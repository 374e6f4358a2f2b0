use alloy::primitives::Address;
use color_eyre::eyre::{self, Context as _};
use figment::{
    Figment,
    providers::{Env, Format, Yaml},
};
use serde::{Deserialize, Serialize};

use crate::chain::Chain;

/// Seconds in a day, used to turn per-second reward rates into daily ones.
pub const ONE_DAY_SECONDS: u64 = 86_400;

/// Width of the window searched when resolving a timestamp into a block number.
pub const BLOCK_WINDOW_SECONDS: u64 = 600;

#[derive(Debug, Clone, Serialize, Deserialize)]
pub struct Config {
    pub chain: ChainConfig,

    #[serde(default)]
    pub exchange: ExchangeConfig,

    #[serde(default)]
    pub gas: GasLimits,

    /// Seconds a submitted transaction stays valid after the latest block
    #[serde(default = "default_deadline_secs")]
    pub deadline_secs: u64,

    /// Default slippage tolerance for swap summaries, in basis points
    #[serde(default = "default_slippage_bps")]
    pub slippage_bps: u64,

    /// Hex private key of the wallet used for farm transactions
    #[serde(default)]
    pub private_key: Option<String>,

    #[serde(default)]
    pub lair: LairConfig,

    /// Staking pools listed on the farm page
    #[serde(default)]
    pub farms: Vec<FarmConfig>,
}

/// The dQUICK staking contract and the token it stakes.
#[derive(Debug, Clone, Copy, Serialize, Deserialize, PartialEq, Eq)]
pub struct LairConfig {
    pub address: Address,
    pub quick_token: Address,
}

impl Default for LairConfig {
    fn default() -> Self {
        Self {
            address: alloy::primitives::address!("f28164a485b0b2c90639e47b0f377b4a438a16b1"),
            quick_token: alloy::primitives::address!("831753dd7087cac61ab5644b308642cc1c33dc13"),
        }
    }
}

#[derive(Debug, Clone, Serialize, Deserialize)]
pub struct ChainConfig {
    /// Chain name, e.g. `polygon`
    pub name: String,

    /// RPC endpoint URL
    pub rpc_url: String,

    /// GraphQL endpoint of the exchange subgraph
    pub subgraph_url: String,

    /// GraphQL endpoint of the blocks subgraph
    pub blocks_subgraph_url: String,

    /// Name the exchange subgraph is deployed under, used by the health query
    #[serde(default = "default_subgraph_name")]
    pub subgraph_name: String,
}

#[derive(Debug, Clone, Serialize, Deserialize)]
pub struct ExchangeConfig {
    pub factory_address: Address,

    /// Id of the bundle entity holding the native token's USD price
    pub bundle_id: String,

    /// Share of each trade paid to liquidity providers, in basis points
    pub lp_fee_bps: u64,
}

impl Default for ExchangeConfig {
    fn default() -> Self {
        Self {
            factory_address: alloy::primitives::address!(
                "5757371414417b8c6caad45baef941abc7d3ab32"
            ),
            bundle_id: "1".to_string(),
            lp_fee_bps: 25,
        }
    }
}

/// Gas limits sent with each staking contract call.
#[derive(Debug, Clone, Copy, Serialize, Deserialize, PartialEq, Eq)]
pub struct GasLimits {
    pub stake: u64,
    pub withdraw: u64,
    pub claim: u64,
    /// Margin added on top of the estimated approval gas, in basis points
    pub approval_margin_bps: u64,
}

impl Default for GasLimits {
    fn default() -> Self {
        Self {
            stake: 350_000,
            withdraw: 300_000,
            claim: 350_000,
            approval_margin_bps: 1_000,
        }
    }
}

#[derive(Debug, Clone, Serialize, Deserialize)]
pub struct FarmConfig {
    /// Staking rewards contract
    pub staking_address: Address,

    /// Pair whose LP token is staked
    pub pair: Address,

    /// Token the pool is valued in; defaults to the pair's first token
    #[serde(default)]
    pub base_token: Option<Address>,

    /// One entry for a single-reward farm, two for a dual-reward farm
    pub rewards: Vec<RewardConfig>,

    /// Marks retired farms whose rewards have stopped regardless of chain state
    #[serde(default)]
    pub ended: bool,
}

#[derive(Debug, Clone, Serialize, Deserialize)]
pub struct RewardConfig {
    pub token: Address,

    /// Reward tokens the whole pool emits per day
    pub rate_per_day: f64,
}

fn default_deadline_secs() -> u64 {
    1_200
}

fn default_slippage_bps() -> u64 {
    50
}

fn default_subgraph_name() -> String {
    "sameepsi/quickswap06".to_string()
}

impl Config {
    /// Load configuration from `quickdex.yaml` and `QUICKDEX_`-prefixed environment variables
    pub fn load() -> Result<Self, figment::Error> {
        Self::figment().extract()
    }

    pub fn figment() -> Figment {
        Figment::new()
            .merge(Yaml::file("quickdex.yaml"))
            .merge(Env::prefixed("QUICKDEX_").split("__"))
    }

    pub fn build_chain(&self) -> eyre::Result<Chain> {
        let ChainConfig {
            name,
            rpc_url,
            subgraph_url,
            blocks_subgraph_url,
            ..
        } = &self.chain;
        Chain::new(name, rpc_url, subgraph_url, blocks_subgraph_url)
            .wrap_err("failed to parse chain config")
    }
}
########
◆ **Exercise objective**
Lines with "FarmConfig" in them are what the answer must contain; copy each from the records above.

◆ **Solution for this exercise**
    pub farms: Vec<FarmConfig>,
pub struct FarmConfig {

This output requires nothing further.